In 1998, Beckett transformed his existing ensemble into the present day Arcady Ensemble – an internationally acclaimed collective of 150 singers, instrumentalists, and dancers based in Ontario, Canada dedicated to the mentorship of emerging artists and the performance of new music by Ronald Beckett as well as Arcady's emerging artist and affiliated composers.

In 2023, the Canadian Music Centre named him the inaugural winner of the Walter MacNutt Prize. "The prize recognizes a composer who is working with the genres of choral music, art song, and/or keyboard improvisation" and honours the legacy of Canadian composer Walter MacNutt.

He is a member of SOCAN, the Canadian League of Composers the Canadian Music Centre.

== Arcady Ensemble ==
Arcady Ensemble has released three CD recordings on the Crescendo label: A Baroque Messiah (1999), Welcome Yule! (2001), and Ruth (2007). Welcome Yule! is a collection of Ronald Beckett's original holiday season compositions and arrangements which are frequently heard in Arcady's annually staged concerts entitled There's a Song in the Air.

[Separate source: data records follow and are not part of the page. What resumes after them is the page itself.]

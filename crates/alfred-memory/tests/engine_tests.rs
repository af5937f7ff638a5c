// SPDX-FileCopyrightText: 2026 Alfred Contributors
// SPDX-License-Identifier: MIT OR Apache-2.0

//! End-to-end tests for the memory engine over a real SQLite database.

use std::sync::Arc;
use std::sync::atomic::{AtomicUsize, Ordering};

use async_trait::async_trait;

use alfred_config::model::MemoryConfig;
use alfred_core::{AdapterType, AlfredError, EmbeddingAdapter, HealthStatus, PluginAdapter};
use alfred_memory::{
    EmbeddingChain, MemoryEngine, MemoryFilter, NewMemory, SearchOptions, tokenize,
};
use alfred_storage::Database;

const DIMS: usize = 16;

/// Deterministic bag-of-words embedder: each index term lands in a bucket.
struct HashingEmbedder {
    calls: AtomicUsize,
}

impl HashingEmbedder {
    fn new() -> Self {
        Self {
            calls: AtomicUsize::new(0),
        }
    }
}

fn bucket(term: &str) -> usize {
    term.bytes()
        .fold(5381usize, |h, b| h.wrapping_mul(33) ^ usize::from(b))
        % DIMS
}

fn hashed(text: &str) -> Vec<f32> {
    let mut v = vec![0.0f32; DIMS];
    for term in tokenize(text) {
        v[bucket(&term)] += 1.0;
    }
    v
}

#[async_trait]
impl PluginAdapter for HashingEmbedder {
    fn name(&self) -> &str {
        "hashing"
    }
    fn version(&self) -> semver::Version {
        semver::Version::new(0, 1, 0)
    }
    fn adapter_type(&self) -> AdapterType {
        AdapterType::Embedding
    }
    async fn health_check(&self) -> Result<HealthStatus, AlfredError> {
        Ok(HealthStatus::Healthy)
    }
    async fn shutdown(&self) -> Result<(), AlfredError> {
        Ok(())
    }
}

#[async_trait]
impl EmbeddingAdapter for HashingEmbedder {
    fn dimensions(&self) -> usize {
        DIMS
    }
    async fn is_available(&self) -> bool {
        true
    }
    async fn embed(&self, text: &str) -> Result<Vec<f32>, AlfredError> {
        self.calls.fetch_add(1, Ordering::SeqCst);
        Ok(hashed(text))
    }
}

/// Always unavailable.
struct Offline;

#[async_trait]
impl PluginAdapter for Offline {
    fn name(&self) -> &str {
        "offline"
    }
    fn version(&self) -> semver::Version {
        semver::Version::new(0, 1, 0)
    }
    fn adapter_type(&self) -> AdapterType {
        AdapterType::Embedding
    }
    async fn health_check(&self) -> Result<HealthStatus, AlfredError> {
        Ok(HealthStatus::Unhealthy("offline".into()))
    }
    async fn shutdown(&self) -> Result<(), AlfredError> {
        Ok(())
    }
}

#[async_trait]
impl EmbeddingAdapter for Offline {
    fn dimensions(&self) -> usize {
        DIMS
    }
    async fn is_available(&self) -> bool {
        false
    }
    async fn embed(&self, _text: &str) -> Result<Vec<f32>, AlfredError> {
        Err(AlfredError::ProviderUnavailable {
            provider: "offline".into(),
            reason: "down".into(),
        })
    }
}

async fn engine_with(providers: Vec<Arc<dyn EmbeddingAdapter>>, memory: MemoryConfig) -> MemoryEngine {
    let db = Database::open_in_memory().await.unwrap();
    let chain = EmbeddingChain::new(providers).unwrap();
    MemoryEngine::from_parts(db, chain, memory, DIMS).await.unwrap()
}

async fn engine() -> MemoryEngine {
    engine_with(vec![Arc::new(HashingEmbedder::new()) as Arc<dyn EmbeddingAdapter>], MemoryConfig::default()).await
}

async fn seed(engine: &MemoryEngine) {
    for (id, text) in [
        ("1", "the cat sat on the mat"),
        ("2", "dogs are loyal companions"),
        ("3", "cats and dogs are pets"),
    ] {
        engine.insert(NewMemory::new(text).with_id(id)).await.unwrap();
    }
}

#[tokio::test]
async fn cat_query_finds_cat_documents_first() {
    let engine = engine().await;
    seed(&engine).await;

    let hits = engine.search("cat", &SearchOptions::default()).await.unwrap();
    assert_eq!(hits[0].id, "1");
    let lexical: Vec<&str> = hits
        .iter()
        .filter(|h| h.bm25_score.is_some())
        .map(|h| h.id.as_str())
        .collect();
    assert_eq!(lexical.len(), 2);
    assert!(lexical.contains(&"1") && lexical.contains(&"3"));
}

#[tokio::test]
async fn fts_disabled_uses_bm25_rebuild_with_same_best_match() {
    let memory = MemoryConfig {
        fts_acceleration: false,
        ..MemoryConfig::default()
    };
    let engine = engine_with(vec![Arc::new(HashingEmbedder::new()) as Arc<dyn EmbeddingAdapter>], memory).await;
    seed(&engine).await;

    let hits = engine.search("cat", &SearchOptions::default()).await.unwrap();
    assert_eq!(hits[0].id, "1");
    assert!(hits.iter().any(|h| h.id == "3" && h.bm25_score.is_some()));
    assert!(hits.iter().any(|h| h.id == "2" && h.bm25_score.is_none()));
}

#[tokio::test]
async fn deleted_record_disappears_from_both_retrievers_immediately() {
    for fts_acceleration in [true, false] {
        let memory = MemoryConfig {
            fts_acceleration,
            ..MemoryConfig::default()
        };
        let engine = engine_with(vec![Arc::new(HashingEmbedder::new()) as Arc<dyn EmbeddingAdapter>], memory).await;
        seed(&engine).await;
        // Warm any cached lexical state.
        engine.search("cat", &SearchOptions::default()).await.unwrap();

        assert!(engine.delete("1").await.unwrap());
        let hits = engine.search("cat", &SearchOptions::default()).await.unwrap();
        assert!(hits.iter().all(|h| h.id != "1"));

        let vector = engine
            .store()
            .vector_search(&alfred_memory::normalize(hashed("cat mat")), 10, &MemoryFilter::default())
            .await
            .unwrap();
        assert!(vector.iter().all(|h| h.record.id != "1"));
        assert!(engine.get("1").await.unwrap().is_none());
    }
}

#[tokio::test]
async fn agent_filter_returns_exactly_one_of_identical_records() {
    let engine = engine().await;
    engine
        .insert(NewMemory::new("prefers window seats").with_agent("a"))
        .await
        .unwrap();
    engine
        .insert(NewMemory::new("prefers window seats").with_agent("b"))
        .await
        .unwrap();

    let query = alfred_memory::normalize(hashed("prefers window seats"));
    let hits = engine
        .store()
        .vector_search(&query, 10, &MemoryFilter::default().agent("a"))
        .await
        .unwrap();
    assert_eq!(hits.len(), 1);
    assert_eq!(hits[0].record.agent_id.as_deref(), Some("a"));
    assert!((hits[0].score - 1.0).abs() < 1e-5);

    let options = SearchOptions::default().with_filter(MemoryFilter::default().agent("a"));
    assert_eq!(engine.search("window seats", &options).await.unwrap().len(), 1);
}

#[tokio::test]
async fn vector_only_weights_reproduce_vector_search_order() {
    let engine = engine().await;
    seed(&engine).await;
    engine
        .insert(NewMemory::new("a loyal cat waits by the door"))
        .await
        .unwrap();

    let query = alfred_memory::normalize(hashed("loyal cat"));
    let options = SearchOptions::default().with_weights(1.0, 0.0);
    let hybrid = engine
        .search_with_embedding("loyal cat", &query, &options)
        .await
        .unwrap();
    let vector = engine
        .store()
        .vector_search(&query, 10, &MemoryFilter::default())
        .await
        .unwrap();

    let hybrid_ids: Vec<&str> = hybrid.iter().map(|h| h.id.as_str()).collect();
    let vector_ids: Vec<&str> = vector.iter().map(|h| h.record.id.as_str()).collect();
    assert_eq!(hybrid_ids, vector_ids);
}

#[tokio::test]
async fn unavailable_chain_fails_search_and_insert() {
    let engine = engine_with(vec![Arc::new(Offline) as Arc<dyn EmbeddingAdapter>], MemoryConfig::default()).await;

    match engine.search("anything", &SearchOptions::default()).await {
        Err(AlfredError::AllProvidersFailed { failures }) => {
            assert_eq!(failures.len(), 1);
            assert_eq!(failures[0].provider, "offline");
        }
        other => panic!("expected AllProvidersFailed, got {other:?}"),
    }
    assert!(engine.insert(NewMemory::new("kept?")).await.is_err());
    assert_eq!(engine.count().await.unwrap(), 0);
}

#[tokio::test]
async fn fallback_provider_serves_when_first_is_offline() {
    let engine = engine_with(
        vec![
            Arc::new(Offline) as Arc<dyn EmbeddingAdapter>,
            Arc::new(HashingEmbedder::new()),
        ],
        MemoryConfig::default(),
    )
    .await;
    let record = engine.insert(NewMemory::new("remember the milk")).await.unwrap();
    assert_eq!(engine.get(&record.id).await.unwrap().unwrap().content, "remember the milk");

    let status = engine.provider_status().await;
    let available: Vec<bool> = status.iter().map(|s| s.available).collect();
    assert_eq!(available, vec![false, true]);
}

#[tokio::test]
async fn insert_batch_embeds_once_per_text_and_stores_all() {
    let embedder = Arc::new(HashingEmbedder::new());
    let engine = engine_with(vec![embedder.clone() as Arc<dyn EmbeddingAdapter>], MemoryConfig::default()).await;

    let records = engine
        .insert_batch(vec![
            NewMemory::new("first memory").with_tag("a"),
            NewMemory::new("second memory").with_tag("b"),
        ])
        .await
        .unwrap();
    assert_eq!(records.len(), 2);
    assert_eq!(engine.count().await.unwrap(), 2);
    assert_eq!(embedder.calls.load(Ordering::SeqCst), 2);

    let tagged = engine.list(&MemoryFilter::default().tag("b")).await.unwrap();
    assert_eq!(tagged.len(), 1);
    assert_eq!(tagged[0].content, "second memory");
}

#[tokio::test]
async fn empty_content_is_rejected_before_embedding() {
    let embedder = Arc::new(HashingEmbedder::new());
    let engine = engine_with(vec![embedder.clone() as Arc<dyn EmbeddingAdapter>], MemoryConfig::default()).await;
    assert!(matches!(
        engine.insert(NewMemory::new("   ")).await,
        Err(AlfredError::InvalidInput(_))
    ));
    assert_eq!(embedder.calls.load(Ordering::SeqCst), 0);
}

#[tokio::test]
async fn update_reembeds_and_keeps_identity() {
    let engine = engine().await;
    let record = engine
        .insert(NewMemory::new("favourite drink is tea").with_tag("prefs"))
        .await
        .unwrap();

    let updated = engine
        .update(&record.id, "favourite drink is coffee")
        .await
        .unwrap()
        .unwrap();
    assert_eq!(updated.id, record.id);
    assert_eq!(updated.tags, vec!["prefs"]);
    assert_eq!(updated.created_at, record.created_at);

    let hits = engine.search("coffee", &SearchOptions::default()).await.unwrap();
    assert_eq!(hits[0].id, record.id);
    assert!(engine.update("missing", "x").await.unwrap().is_none());
}

#[tokio::test]
async fn mismatched_chain_dimensions_are_rejected() {
    let db = Database::open_in_memory().await.unwrap();
    let chain = EmbeddingChain::new(vec![Arc::new(HashingEmbedder::new()) as Arc<dyn EmbeddingAdapter>]).unwrap();
    let result = MemoryEngine::from_parts(db, chain, MemoryConfig::default(), 384).await;
    assert!(matches!(
        result,
        Err(AlfredError::DimensionMismatch {
            expected: 384,
            actual: DIMS
        })
    ));
}

#[tokio::test]
async fn data_survives_reopen_on_disk() {
    let dir = tempfile::tempdir().unwrap();
    let path = dir.path().join("memory.db");
    let path = path.to_str().unwrap();

    {
        let db = Database::open(path, true).await.unwrap();
        let chain = EmbeddingChain::new(vec![Arc::new(HashingEmbedder::new()) as Arc<dyn EmbeddingAdapter>]).unwrap();
        let engine = MemoryEngine::from_parts(db, chain, MemoryConfig::default(), DIMS).await.unwrap();
        engine.insert(NewMemory::new("persisted fact").with_id("p")).await.unwrap();
        engine.shutdown().await.unwrap();
    }

    let db = Database::open(path, true).await.unwrap();
    let chain = EmbeddingChain::new(vec![Arc::new(HashingEmbedder::new()) as Arc<dyn EmbeddingAdapter>]).unwrap();
    let engine = MemoryEngine::from_parts(db, chain, MemoryConfig::default(), DIMS).await.unwrap();
    let hits = engine.search("persisted", &SearchOptions::default()).await.unwrap();
    assert_eq!(hits[0].id, "p");
}
// SPDX-FileCopyrightText: 2026 Alfred Contributors
// SPDX-License-Identifier: MIT OR Apache-2.0

//! Weighted Reciprocal Rank Fusion.
//!
//! An item at zero-based rank `r` in a list of weight `w` earns
//! `w / (k + r + 1)`; an item's fused score is the sum over every list it
//! appears in. Lists with zero weight contribute nothing and introduce no
//! items.

use std::collections::HashMap;

/// Fusion constant per Cormack et al.
pub const DEFAULT_RRF_K: f64 = 60.0;

/// One ranked list of ids, best first, with its fusion weight.
#[derive(Debug, Clone, Copy)]
pub struct RankedList<'a> {
    pub ids: &'a [String],
    pub weight: f64,
}

impl<'a> RankedList<'a> {
    pub fn new(ids: &'a [String], weight: f64) -> Self {
        Self { ids, weight }
    }
}

/// Fuse ranked lists into one `(id, score)` ranking, best first.
///
/// Ties keep first-appearance order, scanning lists in the order given.
pub fn reciprocal_rank_fusion(lists: &[RankedList<'_>], k: f64) -> Vec<(String, f64)> {
    let mut fused: Vec<(String, f64)> = Vec::new();
    let mut position: HashMap<&str, usize> = HashMap::new();

    for list in lists.iter().filter(|l| l.weight > 0.0) {
        for (rank, id) in list.ids.iter().enumerate() {
            let contribution = list.weight / (k + rank as f64 + 1.0);
            match position.get(id.as_str()) {
                Some(&slot) => fused[slot].1 += contribution,
                None => {
                    position.insert(id.as_str(), fused.len());
                    fused.push((id.clone(), contribution));
                }
            }
        }
    }

    fused.sort_by(|a, b| b.1.total_cmp(&a.1));
    fused
}

/// How many candidates each sub-retriever should return for `limit` results.
pub fn candidate_limit(limit: usize, multiplier: usize, minimum: usize) -> usize {
    limit.saturating_mul(multiplier).max(minimum)
}
// SPDX-FileCopyrightText: 2026 Alfred Contributors
// SPDX-License-Identifier: MIT OR Apache-2.0

//! Embedding providers and the fallback chain that orders them.

pub mod chain;
pub mod ollama;
#[cfg(feature = "onnx")]
pub mod onnx;
pub mod openai;

use std::sync::Arc;
use std::time::Duration;

use tracing::{info, warn};

use alfred_config::model::{AlfredConfig, PROVIDER_OLLAMA, PROVIDER_ONNX, PROVIDER_OPENAI};
use alfred_core::{AlfredError, EmbeddingAdapter};

pub use chain::EmbeddingChain;
pub use ollama::OllamaEmbedder;
#[cfg(feature = "onnx")]
pub use onnx::{OnnxEmbedder, OnnxModel};
pub use openai::OpenAiEmbedder;

/// L2-normalize a vector. The zero vector is returned unchanged.
///
/// The norm is accumulated in f64 so very small components do not
/// underflow to a zero norm.
pub fn normalize(mut vector: Vec<f32>) -> Vec<f32> {
    let norm = vector
        .iter()
        .map(|&v| f64::from(v) * f64::from(v))
        .sum::<f64>()
        .sqrt();
    if norm > 0.0 && norm.is_finite() {
        for v in &mut vector {
            *v = (f64::from(*v) / norm) as f32;
        }
    }
    vector
}

/// Build the embedding chain described by `[embedding]`.
///
/// Providers are constructed in configured order. One that cannot be built
/// (model files missing, bad URL, wrong dimensionality) is skipped with a
/// warning. Remote providers are never built while `privacy.local_only` is set.
pub async fn build_chain(config: &AlfredConfig) -> Result<EmbeddingChain, AlfredError> {
    let embedding = &config.embedding;
    let probe_timeout = Duration::from_millis(embedding.probe_timeout_ms);
    let embed_timeout = Duration::from_millis(embedding.embed_timeout_ms);

    let mut providers: Vec<Arc<dyn EmbeddingAdapter>> = Vec::new();
    for name in &embedding.providers {
        let built = match name.as_str() {
            PROVIDER_ONNX => build_onnx(config).await,
            PROVIDER_OLLAMA => OllamaEmbedder::new(&embedding.ollama, embedding.dimensions, probe_timeout)
                .map(|p| Some(Arc::new(p) as Arc<dyn EmbeddingAdapter>)),
            PROVIDER_OPENAI if config.privacy.local_only => {
                info!(provider = %name, "privacy.local_only is set, remote provider not enabled");
                Ok(None)
            }
            PROVIDER_OPENAI => OpenAiEmbedder::new(&embedding.openai, embedding.dimensions)
                .map(|p| Some(Arc::new(p) as Arc<dyn EmbeddingAdapter>)),
            other => {
                warn!(provider = %other, "unknown embedding provider, skipping");
                Ok(None)
            }
        };

        match built {
            Ok(Some(provider)) if provider.dimensions() != embedding.dimensions => {
                warn!(
                    provider = %name,
                    dims = provider.dimensions(),
                    expected = embedding.dimensions,
                    "embedding provider dimensionality differs from embedding.dimensions, skipping"
                );
            }
            Ok(Some(provider)) => providers.push(provider),
            Ok(None) => {}
            Err(e) => warn!(provider = %name, error = %e, "embedding provider could not be built, skipping"),
        }
    }

    if providers.is_empty() {
        warn!("no embedding providers could be built; inserts and searches will fail");
    }

    Ok(EmbeddingChain::new(providers)?.with_timeouts(probe_timeout, embed_timeout))
}

#[cfg(feature = "onnx")]
async fn build_onnx(config: &AlfredConfig) -> Result<Option<Arc<dyn EmbeddingAdapter>>, AlfredError> {
    use crate::model_manager::ModelManager;

    let onnx = &config.embedding.onnx;
    let manager = ModelManager::new(onnx.resolved_data_dir(), &onnx.model_name);
    if !manager.is_model_available() {
        if !onnx.auto_download {
            return Err(AlfredError::ProviderUnavailable {
                provider: PROVIDER_ONNX.to_string(),
                reason: format!(
                    "model files missing in {} (set embedding.onnx.auto_download = true)",
                    manager.model_dir().display()
                ),
            });
        }
        manager.ensure_model().await?;
    }
    let model = manager.load()?;
    Ok(Some(Arc::new(OnnxEmbedder::new(model))))
}

#[cfg(not(feature = "onnx"))]
async fn build_onnx(_config: &AlfredConfig) -> Result<Option<Arc<dyn EmbeddingAdapter>>, AlfredError> {
    Err(AlfredError::ProviderUnavailable {
        provider: PROVIDER_ONNX.to_string(),
        reason: "built without the `onnx` feature".to_string(),
    })
}
// SPDX-FileCopyrightText: 2026 Alfred Contributors
// SPDX-License-Identifier: MIT OR Apache-2.0

//! Configuration loader using Figment for layered config merging.
//!
//! Supports `./alfred.toml` > `$ALFRED_HOME/alfred.toml` >
//! `~/.config/alfred/alfred.toml` > `/etc/alfred/alfred.toml`
//! with environment variable overrides via `ALFRED_` prefix.

#![allow(clippy::result_large_err)] // figment::Error is external and cannot be boxed without wrapper

use std::path::{Path, PathBuf};

use figment::{
    providers::{Env, Format, Serialized, Toml},
    Figment,
};

use crate::model::{alfred_home, AlfredConfig};

/// Candidate config files, lowest precedence first.
pub fn config_file_candidates() -> Vec<PathBuf> {
    let mut files = vec![PathBuf::from("/etc/alfred/alfred.toml")];
    if let Some(config_dir) = dirs::config_dir() {
        files.push(config_dir.join("alfred/alfred.toml"));
    }
    files.push(alfred_home().join("alfred.toml"));
    files.push(PathBuf::from("alfred.toml"));
    files
}

/// Load configuration from the standard hierarchy with env var overrides.
///
/// Merge order (later overrides earlier):
/// 1. Compiled defaults
/// 2. `/etc/alfred/alfred.toml` (system-wide)
/// 3. `~/.config/alfred/alfred.toml` (user XDG config)
/// 4. `$ALFRED_HOME/alfred.toml` (defaults to `~/.alfred`)
/// 5. `./alfred.toml` (local directory)
/// 6. `ALFRED_*` environment variables
pub fn load_config() -> Result<AlfredConfig, figment::Error> {
    build_figment().extract()
}

/// Load configuration from a TOML string only (no file lookup, no env).
///
/// Used for testing and explicit configuration.
pub fn load_config_from_str(toml_content: &str) -> Result<AlfredConfig, figment::Error> {
    Figment::new()
        .merge(Serialized::defaults(AlfredConfig::default()))
        .merge(Toml::string(toml_content))
        .extract()
}

/// Load configuration from a specific file path with env var overrides.
pub fn load_config_from_path(path: &Path) -> Result<AlfredConfig, figment::Error> {
    Figment::new()
        .merge(Serialized::defaults(AlfredConfig::default()))
        .merge(Toml::file(path))
        .merge(env_provider())
        .extract()
}

/// Build the Figment used internally for config loading.
///
/// Returns the Figment before extraction so callers can inspect metadata.
pub fn build_figment() -> Figment {
    let mut figment = Figment::new().merge(Serialized::defaults(AlfredConfig::default()));
    for file in config_file_candidates() {
        figment = figment.merge(Toml::file(file));
    }
    figment.merge(env_provider())
}

/// Create the environment variable provider using explicit `map()` for section-to-dot mapping.
///
/// Uses `Env::map()` NOT `Env::split("_")` because key names contain
/// underscores: `ALFRED_MEMORY_VECTOR_WEIGHT` must map to
/// `memory.vector_weight`, not `memory.vector.weight`. Nested embedding
/// sections are matched before the bare `embedding_` prefix.
fn env_provider() -> Env {
    Env::prefixed("ALFRED_")
        .ignore(&["home"])
        .map(|key| map_env_key(key.as_str()).into())
}

/// Map a lowercased, prefix-stripped env var name to a dotted config path.
pub(crate) fn map_env_key(key: &str) -> String {
    const SECTIONS: &[(&str, &str)] = &[
        ("embedding_onnx_", "embedding.onnx."),
        ("embedding_ollama_", "embedding.ollama."),
        ("embedding_openai_", "embedding.openai."),
        ("embedding_", "embedding."),
        ("agent_", "agent."),
        ("storage_", "storage."),
        ("privacy_", "privacy."),
        ("memory_", "memory."),
    ];

    for (prefix, dotted) in SECTIONS {
        if let Some(rest) = key.strip_prefix(prefix) {
            return format!("{dotted}{rest}");
        }
    }
    key.to_string()
}

#[cfg(test)]
mod tests {
    use super::*;

    #[test]
    fn env_keys_map_to_sections() {
        assert_eq!(map_env_key("memory_vector_weight"), "memory.vector_weight");
        assert_eq!(map_env_key("storage_database_path"), "storage.database_path");
        assert_eq!(map_env_key("privacy_local_only"), "privacy.local_only");
        assert_eq!(map_env_key("agent_log_level"), "agent.log_level");
    }

    #[test]
    fn nested_embedding_sections_win_over_bare_prefix() {
        assert_eq!(map_env_key("embedding_ollama_host"), "embedding.ollama.host");
        assert_eq!(map_env_key("embedding_openai_api_key"), "embedding.openai.api_key");
        assert_eq!(map_env_key("embedding_onnx_auto_download"), "embedding.onnx.auto_download");
        assert_eq!(map_env_key("embedding_probe_timeout_ms"), "embedding.probe_timeout_ms");
    }

    #[test]
    fn local_file_has_highest_file_precedence() {
        let files = config_file_candidates();
        assert_eq!(files.first().unwrap(), &PathBuf::from("/etc/alfred/alfred.toml"));
        assert_eq!(files.last().unwrap(), &PathBuf::from("alfred.toml"));
    }
}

Most of Arcady's performances are full scale choral-orchestral productions derived from the CDs, including another annual Arcady concert entitled Voices of Summer.

Beckett has also arranged and conducted Ruby Productions' CD entitled Peace on Earth (2000). In 2002, Phoenix Records released the CD A Beckett Miscellany – another collection of Beckett's instrumental music performed by Arcady and The Essex Winds.

Beckett is known for his contributions to historically informed concerts and most recently the directing of numerous Handel's Messiah productions performed by Arcady Ensemble each year.

== Ruth (opera) ==
Ruth is a musical drama in 12 sections running 72 minutes. It is based upon the Old Testament book of Ruth. Beckett wrote the opera in 1996 in collaboration with librettist Roger Bayley of Brantford, Ontario. Since then, Ruth has been performed more than twenty times throughout Ontario. It has also been broadcast in Romania and Israel.

The work incorporates ten soloists and three choruses – a female chorus depicting the women of Moab, a male chorus of Elders, and a youth chorus that appears in the final section and symbolizing the 44 generations from Abraham to Jesus. The work is scored for string orchestra and keyboard.

On June 23, 2017, Ruth was performed in Brantford, Ontario following a two-week intensive summer program for international emerging artists. It was made possible by a grant from Ontario Trillium Foundation. On March 8, 2018, the opera, whose story features a strong female lead and primarily female cast, was performed for International Women's Day in Cambridge, Ontario. In March 25 and 27 2022, Ruth received its first two US performances, staged by the College of Music & Performing Arts at Troutt Theatre at Belmont University in Nashville, Tennessee. On May 28, 2022, Arcady gave the opera its first outdoor performance at Whistling Gardens in Wilsonville, Ontario.